## ABOUT THIS EXERCISE
Quote each record exactly, please, leaving none out.

## INPUT MATERIAL
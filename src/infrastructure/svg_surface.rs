// SVG drawing surface - renders the robot map as a standalone SVG document
use crate::application::map_renderer::{DrawingSurface, SurfaceSize};
use std::fmt::Write;

const MIN_WIDTH: f64 = 200.0;
const MIN_HEIGHT: f64 = 120.0;

#[derive(Debug, Clone)]
pub struct SvgSurface {
    size: SurfaceSize,
    elements: Vec<String>,
    transform: Vec<String>,
    saved: Vec<Vec<String>>,
}

impl SvgSurface {
    /// `width`/`height` are CSS pixels; the surface itself is in device pixels.
    pub fn new(width: f64, height: f64, pixel_density: f64) -> Self {
        let mut surface = Self {
            size: SurfaceSize {
                width: 0.0,
                height: 0.0,
                pixel_density: 1.0,
            },
            elements: Vec::new(),
            transform: Vec::new(),
            saved: Vec::new(),
        };
        surface.resize(width, height, pixel_density);
        surface
    }

    pub fn resize(&mut self, width: f64, height: f64, pixel_density: f64) {
        let dpr = if pixel_density.is_finite() && pixel_density > 0.0 {
            pixel_density
        } else {
            1.0
        };
        let clamp = |v: f64, min: f64| if v.is_finite() { v.max(min) } else { min };
        self.size = SurfaceSize {
            width: clamp(width, MIN_WIDTH) * dpr,
            height: clamp(height, MIN_HEIGHT) * dpr,
            pixel_density: dpr,
        };
    }

    /// CSS width, CSS height and pixel density, as last passed to `resize`.
    pub fn css_size(&self) -> (f64, f64, f64) {
        let SurfaceSize {
            width,
            height,
            pixel_density,
        } = self.size;
        (width / pixel_density, height / pixel_density, pixel_density)
    }

    pub fn document(&self) -> String {
        let SurfaceSize { width, height, .. } = self.size;
        let mut doc = format!(
            r#"<svg xmlns="http://www.w3.org/2000/svg" width="{w}" height="{h}" viewBox="0 0 {w} {h}">"#,
            w = width,
            h = height
        );
        for element in &self.elements {
            doc.push_str(element);
        }
        doc.push_str("</svg>");
        doc
    }

    fn transform_attr(&self) -> String {
        if self.transform.is_empty() {
            String::new()
        } else {
            format!(r#" transform="{}""#, self.transform.join(" "))
        }
    }

    fn points_attr(points: &[(f64, f64)]) -> String {
        let mut out = String::new();
        for (i, (x, y)) in points.iter().enumerate() {
            if i > 0 {
                out.push(' ');
            }
            let _ = write!(out, "{:.2},{:.2}", x, y);
        }
        out
    }
}

impl DrawingSurface for SvgSurface {
    fn size(&self) -> SurfaceSize {
        self.size
    }

    fn clear(&mut self) {
        self.elements.clear();
        self.transform.clear();
        self.saved.clear();
    }

    fn fill_rect(&mut self, x: f64, y: f64, width: f64, height: f64, color: &str) {
        let element = format!(
            r#"<rect x="{:.2}" y="{:.2}" width="{:.2}" height="{:.2}" fill="{}"{}/>"#,
            x,
            y,
            width,
            height,
            color,
            self.transform_attr()
        );
        self.elements.push(element);
    }

    fn stroke_segments(&mut self, segments: &[[(f64, f64); 2]], color: &str, line_width: f64) {
        if segments.is_empty() {
            return;
        }
        let mut d = String::new();
        for [(x1, y1), (x2, y2)] in segments {
            let _ = write!(d, "M{:.2} {:.2}L{:.2} {:.2}", x1, y1, x2, y2);
        }
        let element = format!(
            r#"<path d="{}" fill="none" stroke="{}" stroke-width="{}"{}/>"#,
            d,
            color,
            line_width,
            self.transform_attr()
        );
        self.elements.push(element);
    }

    fn stroke_polyline(&mut self, points: &[(f64, f64)], color: &str, line_width: f64) {
        let element = format!(
            r#"<polyline points="{}" fill="none" stroke="{}" stroke-width="{}" stroke-linejoin="round"{}/>"#,
            Self::points_attr(points),
            color,
            line_width,
            self.transform_attr()
        );
        self.elements.push(element);
    }

    fn fill_polygon(&mut self, points: &[(f64, f64)], color: &str) {
        let element = format!(
            r#"<polygon points="{}" fill="{}"{}/>"#,
            Self::points_attr(points),
            color,
            self.transform_attr()
        );
        self.elements.push(element);
    }

    fn fill_circle(&mut self, center: (f64, f64), radius: f64, color: &str) {
        let element = format!(
            r#"<circle cx="{:.2}" cy="{:.2}" r="{}" fill="{}"{}/>"#,
            center.0,
            center.1,
            radius,
            color,
            self.transform_attr()
        );
        self.elements.push(element);
    }

    fn save(&mut self) {
        self.saved.push(self.transform.clone());
    }

    fn restore(&mut self) {
        if let Some(previous) = self.saved.pop() {
            self.transform = previous;
        }
    }

    fn translate(&mut self, dx: f64, dy: f64) {
        self.transform.push(format!("translate({:.2} {:.2})", dx, dy));
    }

    fn rotate(&mut self, radians: f64) {
        // SVG rotates clockwise in degrees, same sense as the canvas
        self.transform.push(format!("rotate({:.2})", radians.to_degrees()));
    }
}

## ANSWER TO THIS TASK
filename src/infrastructure/svg_surface.rs
// SVG drawing surface - renders the robot map as a standalone SVG document
use crate::application::map_renderer::{DrawingSurface, SurfaceSize};
use std::fmt::Write;

const MIN_WIDTH: f64 = 200.0;
const MIN_HEIGHT: f64 = 120.0;

#[derive(Debug, Clone)]
pub struct SvgSurface {
    size: SurfaceSize,
    elements: Vec<String>,
    transform: Vec<String>,
    saved: Vec<Vec<String>>,
}

impl SvgSurface {
    /// `width`/`height` are CSS pixels; the surface itself is in device pixels.
    pub fn new(width: f64, height: f64, pixel_density: f64) -> Self {
        let mut surface = Self {
            size: SurfaceSize {
                width: 0.0,
                height: 0.0,
                pixel_density: 1.0,
            },
            elements: Vec::new(),
            transform: Vec::new(),
            saved: Vec::new(),
        };
        surface.resize(width, height, pixel_density);
        surface
    }

    pub fn resize(&mut self, width: f64, height: f64, pixel_density: f64) {
        let dpr = if pixel_density.is_finite() && pixel_density > 0.0 {
            pixel_density
        } else {
            1.0
        };
        let clamp = |v: f64, min: f64| if v.is_finite() { v.max(min) } else { min };
        self.size = SurfaceSize {
            width: clamp(width, MIN_WIDTH) * dpr,
            height: clamp(height, MIN_HEIGHT) * dpr,
            pixel_density: dpr,
        };
    }

    /// CSS width, CSS height and pixel density, as last passed to `resize`.
    pub fn css_size(&self) -> (f64, f64, f64) {
        let SurfaceSize {
            width,
            height,
            pixel_density,
        } = self.size;
        (width / pixel_density, height / pixel_density, pixel_density)
    }

    pub fn document(&self) -> String {
        let SurfaceSize { width, height, .. } = self.size;
        let mut doc = format!(
            r#"<svg xmlns="http://www.w3.org/2000/svg" width="{w}" height="{h}" viewBox="0 0 {w} {h}">"#,
            w = width,
            h = height
        );
        for element in &self.elements {
            doc.push_str(element);
        }
        doc.push_str("</svg>");
        doc
    }

    fn transform_attr(&self) -> String {
        if self.transform.is_empty() {
            String::new()
        } else {
            format!(r#" transform="{}""#, self.transform.join(" "))
        }
    }

    fn points_attr(points: &[(f64, f64)]) -> String {
        let mut out = String::new();
        for (i, (x, y)) in points.iter().enumerate() {
            if i > 0 {
                out.push(' ');
            }
            let _ = write!(out, "{:.2},{:.2}", x, y);
        }
        out
    }
}

impl DrawingSurface for SvgSurface {
    fn size(&self) -> SurfaceSize {
        self.size
    }

    fn clear(&mut self) {
        self.elements.clear();
        self.transform.clear();
        self.saved.clear();
    }

    fn fill_rect(&mut self, x: f64, y: f64, width: f64, height: f64, color: &str) {
        let element = format!(
            r#"<rect x="{:.2}" y="{:.2}" width="{:.2}" height="{:.2}" fill="{}"{}/>"#,
            x,
            y,
            width,
            height,
            color,
            self.transform_attr()
        );
        self.elements.push(element);
    }

    fn stroke_segments(&mut self, segments: &[[(f64, f64); 2]], color: &str, line_width: f64) {
        if segments.is_empty() {
            return;
        }
        let mut d = String::new();
        for [(x1, y1), (x2, y2)] in segments {
            let _ = write!(d, "M{:.2} {:.2}L{:.2} {:.2}", x1, y1, x2, y2);
        }
        let element = format!(
            r#"<path d="{}" fill="none" stroke="{}" stroke-width="{}"{}/>"#,
            d,
            color,
            line_width,
            self.transform_attr()
        );
        self.elements.push(element);
    }

    fn stroke_polyline(&mut self, points: &[(f64, f64)], color: &str, line_width: f64) {
        let element = format!(
            r#"<polyline points="{}" fill="none" stroke="{}" stroke-width="{}" stroke-linejoin="round"{}/>"#,
            Self::points_attr(points),
            color,
            line_width,
            self.transform_attr()
        );
        self.elements.push(element);
    }

    fn fill_polygon(&mut self, points: &[(f64, f64)], color: &str) {
        let element = format!(
            r#"<polygon points="{}" fill="{}"{}/>"#,
            Self::points_attr(points),
            color,
            self.transform_attr()
        );
        self.elements.push(element);
    }

    fn fill_circle(&mut self, center: (f64, f64), radius: f64, color: &str) {
        let element = format!(
            r#"<circle cx="{:.2}" cy="{:.2}" r="{}" fill="{}"{}/>"#,
            center.0,
            center.1,
            radius,
            color,
            self.transform_attr()
        );
        self.elements.push(element);
    }

    fn save(&mut self) {
        self.saved.push(self.transform.clone());
    }

    fn restore(&mut self) {
        if let Some(previous) = self.saved.pop() {
            self.transform = previous;
        }
    }

    fn translate(&mut self, dx: f64, dy: f64) {
        self.transform.push(format!("translate({:.2} {:.2})", dx, dy));
    }

    fn rotate(&mut self, radians: f64) {
        // SVG rotates clockwise in degrees, same sense as the canvas
        self.transform.push(format!("rotate({:.2})", radians.to_degrees()));
    }
}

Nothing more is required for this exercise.